‘Ambas as partes tem autorização para manter a gravação’, diz produtora sobre ‘Alô Porteiro’
Por Aymée Francine / Renata Pizane
Foto: Divulgação
Mais uma vez, uma disputa judicial pelos direitos de gravação de uma música ronda os bastidores baianos. Na manhã da última quinta-feira (7), a LG produções, que administra a carreira do cantor Tayrone, enviou uma nota a imprensa em que comunica uma ação judicial pela retirada de qualquer conteúdo audiovisual da cantora Marília Mendonça em que ela interprete a canção ‘Alô Porteiro’ ou ‘Entrada Proibida’ (Leia mais aqui).
Nesta sexta (8), a ‘Workshow’, produtora da sertaneja, enviou ao Bahia Notícias os contratos de liberação de uso e gravação da canção (abaixo), e disse que não houve nenhum problema relacionado a autorização concedida pelos compositores. “A lei brasileira de direitos autorais é clara em seu artigo 29, quando prevê: 'Depende de autorização prévia e expressa do autor a utilização da obra, por quaisquer modalidades..'. Isto posto, nos cabe afirmar que, ambas as partes estão autorizadas a proceder com a fixação (gravação) da obra, conforme previsto na legislação vigente, já que obtiveram a devida autorização junto aos respectivos autores da canção”, afirmou Paulo César Júnior, advogado da empresa – através da assessoria de imprensa.
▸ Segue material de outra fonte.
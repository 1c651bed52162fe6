/// Action types
///
/// An action is either a structured record or a callable submitted in its
/// place. Middlewares match on the variant instead of probing the value.

mod creator;
mod record;

pub use creator::ActionCreator;
pub use record::{ACTION_TYPE_KEY, ActionRecord};
pub(crate) use record::type_name;

use std::fmt;
use std::future::Future;
use std::pin::Pin;

use crate::pipeline::DispatchError;
use crate::store::StoreHandle;

/// Future returned by an async task action
pub type TaskFuture = Pin<Box<dyn Future<Output = Result<(), DispatchError>> + Send + 'static>>;

/// A synchronous callable dispatched in place of a record
pub type Thunk = Box<dyn FnOnce(StoreHandle) -> Result<(), DispatchError> + Send + 'static>;

/// An asynchronous callable dispatched in place of a record
pub type Task = Box<dyn FnOnce(StoreHandle) -> TaskFuture + Send + 'static>;

/// A value submitted to a dispatch pipeline
pub enum Action {
    /// A plain record for the reducer
    Structured(ActionRecord),
    /// A function invoked with the store handle (`dispatch` + `get_state`)
    Thunk(Thunk),
    /// An async function, only runnable by a spawning middleware
    Task(Task),
}

impl Action {
    /// Wrap a closure as a thunk action
    ///
    /// # Example
    /// ```
    /// use helium::{Action, ActionRecord};
    /// use serde_json::json;
    ///
    /// let add_coins = Action::thunk(|store| {
    ///     store.dispatch(ActionRecord::new("SetCoins").with("Value", json!(42)))
    /// });
    /// assert_eq!(add_coins.kind(), "thunk");
    /// ```
    pub fn thunk<F>(f: F) -> Self
    where
        F: FnOnce(StoreHandle) -> Result<(), DispatchError> + Send + 'static,
    {
        Self::Thunk(Box::new(f))
    }

    /// Wrap an async closure as a task action
    pub fn task<F, Fut>(f: F) -> Self
    where
        F: FnOnce(StoreHandle) -> Fut + Send + 'static,
        Fut: Future<Output = Result<(), DispatchError>> + Send + 'static,
    {
        Self::Task(Box::new(move |store| Box::pin(f(store))))
    }

    /// Short variant name, used in logs and errors
    pub fn kind(&self) -> &'static str {
        match self {
            Self::Structured(_) => "record",
            Self::Thunk(_) => "thunk",
            Self::Task(_) => "task",
        }
    }

    /// The discriminator, for structured actions
    pub fn action_type(&self) -> Option<&str> {
        self.as_record().map(ActionRecord::action_type)
    }

    /// Borrow the record, for structured actions
    pub fn as_record(&self) -> Option<&ActionRecord> {
        match self {
            Self::Structured(record) => Some(record),
            _ => None,
        }
    }

    /// Check whether this action is a callable
    pub fn is_callable(&self) -> bool {
        !matches!(self, Self::Structured(_))
    }
}

impl From<ActionRecord> for Action {
    fn from(record: ActionRecord) -> Self {
        Self::Structured(record)
    }
}

impl fmt::Debug for Action {
    fn fmt(&self, f: &mut fmt::Formatter<'_>) -> fmt::Result {
        match self {
            Self::Structured(record) => f.debug_tuple("Structured").field(record).finish(),
            Self::Thunk(_) => f.write_str("Thunk(<function>)"),
            Self::Task(_) => f.write_str("Task(<function>)"),
        }
    }
}
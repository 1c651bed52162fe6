use serde::{Deserialize, Serialize};
use serde_json::{Map, Value};
use std::collections::HashMap;
use std::fs;
use std::path::Path;
use validator::{Validate, ValidationError};

use tracing::debug;

use crate::middleware::OnInvalid;
use crate::store::{Reducer, Store, StoreBuilder};

use super::{ConfigError, MiddlewareKind, ReducerRule, RuleReducer};

/// Top-level configuration for a store
///
/// Example:
/// ```json
/// {
///   "initialState": {"GuiData": {"Coins": 0}},
///   "middleware": ["logger", "schema"],
///   "reducers": [
///     {"action": "SetCoins", "set": "GuiData.Coins", "from": "$.Value"}
///   ],
///   "schemas": {
///     "SetCoins": {"type": "object", "required": ["Value"]}
///   }
/// }
/// ```
#[derive(Debug, Clone, Serialize, Deserialize, Validate)]
#[serde(rename_all = "camelCase")]
#[validate(schema(function = "validate_schema_middleware"))]
pub struct StoreConfig {
    /// State the store starts with
    #[serde(default = "empty_object")]
    pub initial_state: Value,

    /// Built-in middlewares, outermost first
    #[serde(default)]
    pub middleware: Vec<MiddlewareKind>,

    /// Declarative reducer rules
    #[serde(default)]
    #[validate(nested)]
    pub reducers: Vec<ReducerRule>,

    /// JSON Schemas keyed by action type
    #[serde(default)]
    pub schemas: HashMap<String, Value>,

    /// Policy of the schema middleware for invalid actions
    #[serde(default)]
    pub on_invalid: OnInvalid,
}

fn empty_object() -> Value {
    Value::Object(Map::new())
}

fn validate_schema_middleware(config: &StoreConfig) -> Result<(), ValidationError> {
    if config.middleware.contains(&MiddlewareKind::Schema) && config.schemas.is_empty() {
        let mut error = ValidationError::new("missing_schemas");
        error.message = Some("the schema middleware needs at least one entry in 'schemas'".into());
        return Err(error);
    }
    Ok(())
}

impl StoreConfig {
    /// Parse and validate a configuration from JSON text
    pub fn from_json(json: &str) -> Result<Self, ConfigError> {
        let config: Self = serde_json::from_str(json)?;
        config.validate()?;
        Ok(config)
    }

    /// Read, parse and validate a configuration file
    pub fn load(path: impl AsRef<Path>) -> Result<Self, ConfigError> {
        let path = path.as_ref();
        let json = fs::read_to_string(path).map_err(|e| ConfigError::io(path.display().to_string(), e))?;
        debug!(path = %path.display(), "loading store configuration");
        Self::from_json(&json)
    }

    /// A builder using the configured rules as reducer and the configured middlewares
    pub fn builder(&self) -> Result<StoreBuilder, ConfigError> {
        let reducer = RuleReducer::new(&self.reducers)?;
        self.builder_with(reducer)
    }

    /// A builder using a custom reducer with the configured middlewares
    pub fn builder_with(&self, reducer: impl Reducer) -> Result<StoreBuilder, ConfigError> {
        let mut builder = Store::builder(reducer, self.initial_state.clone());
        for kind in &self.middleware {
            builder = builder.middleware_boxed(kind.instantiate(self)?);
        }
        Ok(builder)
    }

    /// Build the configured store
    pub fn build_store(&self) -> Result<Store, ConfigError> {
        Ok(self.builder()?.build())
    }
}
use tokio::runtime::Handle;
use tracing::{debug, error};

use crate::action::Action;
use crate::pipeline::{Dispatch, DispatchError, Middleware, Transformer};
use crate::store::StoreHandle;

/// Runs callable actions on their own tokio task (fire-and-forget)
///
/// A [`Action::Thunk`] goes to the blocking pool, an [`Action::Task`] is
/// spawned as an async task. Dispatch returns as soon as the work is
/// scheduled; there is no join handle, no cancellation and no timeout.
/// Errors raised by the spawned work never reach the dispatch caller: they
/// are reported with `tracing::error!`.
///
/// Records are forwarded unchanged.
#[derive(Debug, Clone, Default)]
pub struct SpawnMiddleware {
    runtime: Option<Handle>,
}

impl SpawnMiddleware {
    /// Spawn on the runtime the dispatch call happens on
    pub fn new() -> Self {
        Self { runtime: None }
    }

    /// Spawn on a specific runtime, so dispatch works from any thread
    pub fn with_handle(runtime: Handle) -> Self {
        Self {
            runtime: Some(runtime),
        }
    }

    fn runtime(&self) -> Result<Handle, DispatchError> {
        match &self.runtime {
            Some(runtime) => Ok(runtime.clone()),
            None => Handle::try_current().map_err(|_| DispatchError::NoRuntime),
        }
    }
}

impl Middleware for SpawnMiddleware {
    fn bind(self: Box<Self>, store: StoreHandle) -> Transformer {
        Box::new(move |next: Dispatch| {
            Dispatch::new(move |action| match action {
                Action::Thunk(thunk) => {
                    let store = store.clone();
                    self.runtime()?.spawn_blocking(move || {
                        if let Err(e) = thunk(store) {
                            error!(error = %e, "spawned thunk failed");
                        }
                    });
                    debug!("thunk spawned");
                    Ok(())
                }
                Action::Task(task) => {
                    let store = store.clone();
                    self.runtime()?.spawn(async move {
                        if let Err(e) = task(store).await {
                            error!(error = %e, "spawned task failed");
                        }
                    });
                    debug!("task spawned");
                    Ok(())
                }
                record => next.call(record),
            })
        })
    }

    fn name(&self) -> &'static str {
        "spawn"
    }
}
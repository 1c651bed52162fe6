use std::fmt;
use std::sync::Arc;

use tracing::{debug, info};

use crate::pipeline::{Dispatch, Middleware, Transformer};
use crate::store::StoreHandle;

/// Receives the type of each dispatched record
pub type TypeSink = Arc<dyn Fn(&str) + Send + Sync + 'static>;

/// Records the `Type` of every structured action, then forwards it
///
/// By default each type is emitted as a `tracing` event at INFO level;
/// [`LoggerMiddleware::with_sink`] redirects it elsewhere.
#[derive(Clone, Default)]
pub struct LoggerMiddleware {
    sink: Option<TypeSink>,
}

impl LoggerMiddleware {
    /// Log action types through `tracing`
    pub fn new() -> Self {
        Self { sink: None }
    }

    /// Send action types to a custom sink instead
    pub fn with_sink<F>(sink: F) -> Self
    where
        F: Fn(&str) + Send + Sync + 'static,
    {
        Self {
            sink: Some(Arc::new(sink)),
        }
    }

    fn record(&self, action_type: &str) {
        match &self.sink {
            Some(sink) => sink(action_type),
            None => info!(action = %action_type, "action dispatched"),
        }
    }
}

impl Middleware for LoggerMiddleware {
    fn bind(self: Box<Self>, _store: StoreHandle) -> Transformer {
        Box::new(move |next: Dispatch| {
            Dispatch::new(move |action| {
                match action.action_type() {
                    Some(action_type) => self.record(action_type),
                    None => debug!(kind = action.kind(), "callable dispatched"),
                }
                next.call(action)
            })
        })
    }

    fn name(&self) -> &'static str {
        "logger"
    }
}

impl fmt::Debug for LoggerMiddleware {
    fn fmt(&self, f: &mut fmt::Formatter<'_>) -> fmt::Result {
        f.debug_struct("LoggerMiddleware")
            .field("sink", &self.sink.as_ref().map(|_| "<function>"))
            .finish()
    }
}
Nos documentos anexados, a Workshow mostra que a autorização a Marília foi concedida no dia 31 de julho de 2014, já a exclusividade foi fornecida a Tayrone em 27 de agosto de 2014. “O núcleo da controvérsia, se funda exatamente na ‘exclusividade’ emitida pelos autores ao cantor Tayrone, visto que referido documento, foi emitido em momento posterior a liberação feita para a artista Marília Mendonça, ou seja, o fato de ter obtido uma autorização com exclusividade, não assegura ao Tayrone o direito de se insurgir contra as gravações anteriores liberadas na forma da lei pelos compositores da música, pois são revelam como atos jurídicos perfeitos, e portanto, imutáveis”, disse Paulo César, que ainda concluiu a informação com seu parecer jurídico. “A exclusividade obtida pelo Tayrone tem efeito “ex-nunc”, ou seja, para o futuro, a partir da data de emissão da autorização, não retroagindo a ponto de invalidar negociações anteriores feitas pelos autores, como a realizada antes junto ao escritório da cantora Marília Mendonça”, finalizou.
Ao BN, o porta-voz da LG Produções, André Pimenta, afirmou exatamente o oposto colocado por Paulo César. “Existe uma carta de exclusividade que o compositor fez com a gente, e ele fez uma carta de liberação com o pessoal de Marília Mendonça. A gente entrou com as medidas legais pra tirar os vídeos dela circulação, porque eles estão usando sem direito a isso. Entramos em contato com eles e pediram que a gente liberasse, mas não deixamos. Foi a música que fez o crescimento de Tayrone, a marca dele”, afirmou ele.